____ DATASET ENTRIES
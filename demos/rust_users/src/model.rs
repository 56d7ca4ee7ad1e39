//! User and group records.
//!
//! Records mirror the full table shape, so not every field change is used.

use entitrack_core::{EntityKey, Record};

/// A user account.
#[derive(Debug, Clone, PartialEq)]
pub struct User {
    pub id: i64,
    pub bitbucket_id: String,
    pub username: String,
    pub fullname: String,
    pub email: Option<String>,
    pub group_id: Option<String>,
    pub student_id: i64,
    pub role: String,
    pub is_excluded: bool,
    pub telegram_id: Option<String>,
    pub telegram_username: Option<String>,
}

impl User {
    pub fn new(id: i64, bitbucket_id: impl Into<String>) -> Self {
        Self {
            id,
            bitbucket_id: bitbucket_id.into(),
            username: String::new(),
            fullname: String::new(),
            email: None,
            group_id: None,
            student_id: 0,
            role: "student".to_string(),
            is_excluded: false,
            telegram_id: None,
            telegram_username: None,
        }
    }
}

#[derive(Debug, Clone, Copy, PartialEq, Eq, Hash)]
pub enum UserField {
    Username,
    Fullname,
    Email,
    GroupId,
    StudentId,
    Role,
    IsExcluded,
    TelegramId,
    TelegramUsername,
}

#[derive(Debug, Clone, PartialEq)]
pub enum UserChange {
    Username(String),
    Fullname(String),
    Email(Option<String>),
    GroupId(Option<String>),
    StudentId(i64),
    Role(String),
    IsExcluded(bool),
    TelegramId(Option<String>),
    TelegramUsername(Option<String>),
}

impl Record for User {
    type Field = UserField;
    type Change = UserChange;

    fn key(&self) -> EntityKey {
        EntityKey::new(self.id.to_string())
    }

    fn field_of(change: &UserChange) -> UserField {
        match change {
            UserChange::Username(_) => UserField::Username,
            UserChange::Fullname(_) => UserField::Fullname,
            UserChange::Email(_) => UserField::Email,
            UserChange::GroupId(_) => UserField::GroupId,
            UserChange::StudentId(_) => UserField::StudentId,
            UserChange::Role(_) => UserField::Role,
            UserChange::IsExcluded(_) => UserField::IsExcluded,
            UserChange::TelegramId(_) => UserField::TelegramId,
            UserChange::TelegramUsername(_) => UserField::TelegramUsername,
        }
    }

    fn read(&self, field: UserField) -> UserChange {
        match field {
            UserField::Username => UserChange::Username(self.username.clone()),
            UserField::Fullname => UserChange::Fullname(self.fullname.clone()),
            UserField::Email => UserChange::Email(self.email.clone()),
            UserField::GroupId => UserChange::GroupId(self.group_id.clone()),
            UserField::StudentId => UserChange::StudentId(self.student_id),
            UserField::Role => UserChange::Role(self.role.clone()),
            UserField::IsExcluded => UserChange::IsExcluded(self.is_excluded),
            UserField::TelegramId => UserChange::TelegramId(self.telegram_id.clone()),
            UserField::TelegramUsername => {
                UserChange::TelegramUsername(self.telegram_username.clone())
            }
        }
    }

    fn write(&mut self, change: UserChange) {
        match change {
            UserChange::Username(v) => self.username = v,
            UserChange::Fullname(v) => self.fullname = v,
            UserChange::Email(v) => self.email = v,
            UserChange::GroupId(v) => self.group_id = v,
            UserChange::StudentId(v) => self.student_id = v,
            UserChange::Role(v) => self.role = v,
            UserChange::IsExcluded(v) => self.is_excluded = v,
            UserChange::TelegramId(v) => self.telegram_id = v,
            UserChange::TelegramUsername(v) => self.telegram_username = v,
        }
    }
}

/// A study group.
#[derive(Debug, Clone, PartialEq)]
pub struct Group {
    pub id: String,
    pub name: String,
    pub year: i32,
    pub color: String,
}

impl Group {
    pub fn new(id: &str, name: &str, year: i32, color: &str) -> Self {
        Self {
            id: id.to_string(),
            name: name.to_string(),
            year,
            color: color.to_string(),
        }
    }
}

#[derive(Debug, Clone, Copy, PartialEq, Eq, Hash)]
pub enum GroupField {
    Name,
    Year,
    Color,
}

// Groups are never edited by the demo; the variants exist for the record contract.
#[allow(dead_code)]
#[derive(Debug, Clone, PartialEq)]
pub enum GroupChange {
    Name(String),
    Year(i32),
    Color(String),
}

impl Record for Group {
    type Field = GroupField;
    type Change = GroupChange;

    fn key(&self) -> EntityKey {
        EntityKey::new(self.id.clone())
    }

    fn field_of(change: &GroupChange) -> GroupField {
        match change {
            GroupChange::Name(_) => GroupField::Name,
            GroupChange::Year(_) => GroupField::Year,
            GroupChange::Color(_) => GroupField::Color,
        }
    }

    fn read(&self, field: GroupField) -> GroupChange {
        match field {
            GroupField::Name => GroupChange::Name(self.name.clone()),
            GroupField::Year => GroupChange::Year(self.year),
            GroupField::Color => GroupChange::Color(self.color.clone()),
        }
    }

    fn write(&mut self, change: GroupChange) {
        match change {
            GroupChange::Name(v) => self.name = v,
            GroupChange::Year(v) => self.year = v,
            GroupChange::Color(v) => self.color = v,
        }
    }
}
________
• [EXERCISE OBJECTIVE]:
Take the entries above and return all of them exactly.

• [WRITTEN ANSWER]:
filename demos/rust_users/src/model.rs
repository 56d7ca4ee7ad1e39
//! User and group records.
//!
//! Records mirror the full table shape, so not every field change is used.

use entitrack_core::{EntityKey, Record};

/// A user account.
#[derive(Debug, Clone, PartialEq)]
pub struct User {
    pub id: i64,
    pub bitbucket_id: String,
    pub username: String,
    pub fullname: String,
    pub email: Option<String>,
    pub group_id: Option<String>,
    pub student_id: i64,
    pub role: String,
    pub is_excluded: bool,
    pub telegram_id: Option<String>,
    pub telegram_username: Option<String>,
}

impl User {
    pub fn new(id: i64, bitbucket_id: impl Into<String>) -> Self {
        Self {
            id,
            bitbucket_id: bitbucket_id.into(),
            username: String::new(),
            fullname: String::new(),
            email: None,
            group_id: None,
            student_id: 0,
            role: "student".to_string(),
            is_excluded: false,
            telegram_id: None,
            telegram_username: None,
        }
    }
}

#[derive(Debug, Clone, Copy, PartialEq, Eq, Hash)]
pub enum UserField {
    Username,
    Fullname,
    Email,
    GroupId,
    StudentId,
    Role,
    IsExcluded,
    TelegramId,
    TelegramUsername,
}

#[derive(Debug, Clone, PartialEq)]
pub enum UserChange {
    Username(String),
    Fullname(String),
    Email(Option<String>),
    GroupId(Option<String>),
    StudentId(i64),
    Role(String),
    IsExcluded(bool),
    TelegramId(Option<String>),
    TelegramUsername(Option<String>),
}

impl Record for User {
    type Field = UserField;
    type Change = UserChange;

    fn key(&self) -> EntityKey {
        EntityKey::new(self.id.to_string())
    }

    fn field_of(change: &UserChange) -> UserField {
        match change {
            UserChange::Username(_) => UserField::Username,
            UserChange::Fullname(_) => UserField::Fullname,
            UserChange::Email(_) => UserField::Email,
            UserChange::GroupId(_) => UserField::GroupId,
            UserChange::StudentId(_) => UserField::StudentId,
            UserChange::Role(_) => UserField::Role,
            UserChange::IsExcluded(_) => UserField::IsExcluded,
            UserChange::TelegramId(_) => UserField::TelegramId,
            UserChange::TelegramUsername(_) => UserField::TelegramUsername,
        }
    }

    fn read(&self, field: UserField) -> UserChange {
        match field {
            UserField::Username => UserChange::Username(self.username.clone()),
            UserField::Fullname => UserChange::Fullname(self.fullname.clone()),
            UserField::Email => UserChange::Email(self.email.clone()),
            UserField::GroupId => UserChange::GroupId(self.group_id.clone()),
            UserField::StudentId => UserChange::StudentId(self.student_id),
            UserField::Role => UserChange::Role(self.role.clone()),
            UserField::IsExcluded => UserChange::IsExcluded(self.is_excluded),
            UserField::TelegramId => UserChange::TelegramId(self.telegram_id.clone()),
            UserField::TelegramUsername => {
                UserChange::TelegramUsername(self.telegram_username.clone())
            }
        }
    }

    fn write(&mut self, change: UserChange) {
        match change {
            UserChange::Username(v) => self.username = v,
            UserChange::Fullname(v) => self.fullname = v,
            UserChange::Email(v) => self.email = v,
            UserChange::GroupId(v) => self.group_id = v,
            UserChange::StudentId(v) => self.student_id = v,
            UserChange::Role(v) => self.role = v,
            UserChange::IsExcluded(v) => self.is_excluded = v,
            UserChange::TelegramId(v) => self.telegram_id = v,
            UserChange::TelegramUsername(v) => self.telegram_username = v,
        }
    }
}

/// A study group.
#[derive(Debug, Clone, PartialEq)]
pub struct Group {
    pub id: String,
    pub name: String,
    pub year: i32,
    pub color: String,
}

impl Group {
    pub fn new(id: &str, name: &str, year: i32, color: &str) -> Self {
        Self {
            id: id.to_string(),
            name: name.to_string(),
            year,
            color: color.to_string(),
        }
    }
}

#[derive(Debug, Clone, Copy, PartialEq, Eq, Hash)]
pub enum GroupField {
    Name,
    Year,
    Color,
}

// Groups are never edited by the demo; the variants exist for the record contract.
#[allow(dead_code)]
#[derive(Debug, Clone, PartialEq)]
pub enum GroupChange {
    Name(String),
    Year(i32),
    Color(String),
}

impl Record for Group {
    type Field = GroupField;
    type Change = GroupChange;

    fn key(&self) -> EntityKey {
        EntityKey::new(self.id.clone())
    }

    fn field_of(change: &GroupChange) -> GroupField {
        match change {
            GroupChange::Name(_) => GroupField::Name,
            GroupChange::Year(_) => GroupField::Year,
            GroupChange::Color(_) => GroupField::Color,
        }
    }

    fn read(&self, field: GroupField) -> GroupChange {
        match field {
            GroupField::Name => GroupChange::Name(self.name.clone()),
            GroupField::Year => GroupChange::Year(self.year),
            GroupField::Color => GroupChange::Color(self.color.clone()),
        }
    }

    fn write(&mut self, change: GroupChange) {
        match change {
            GroupChange::Name(v) => self.name = v,
            GroupChange::Year(v) => self.year = v,
            GroupChange::Color(v) => self.color = v,
        }
    }
}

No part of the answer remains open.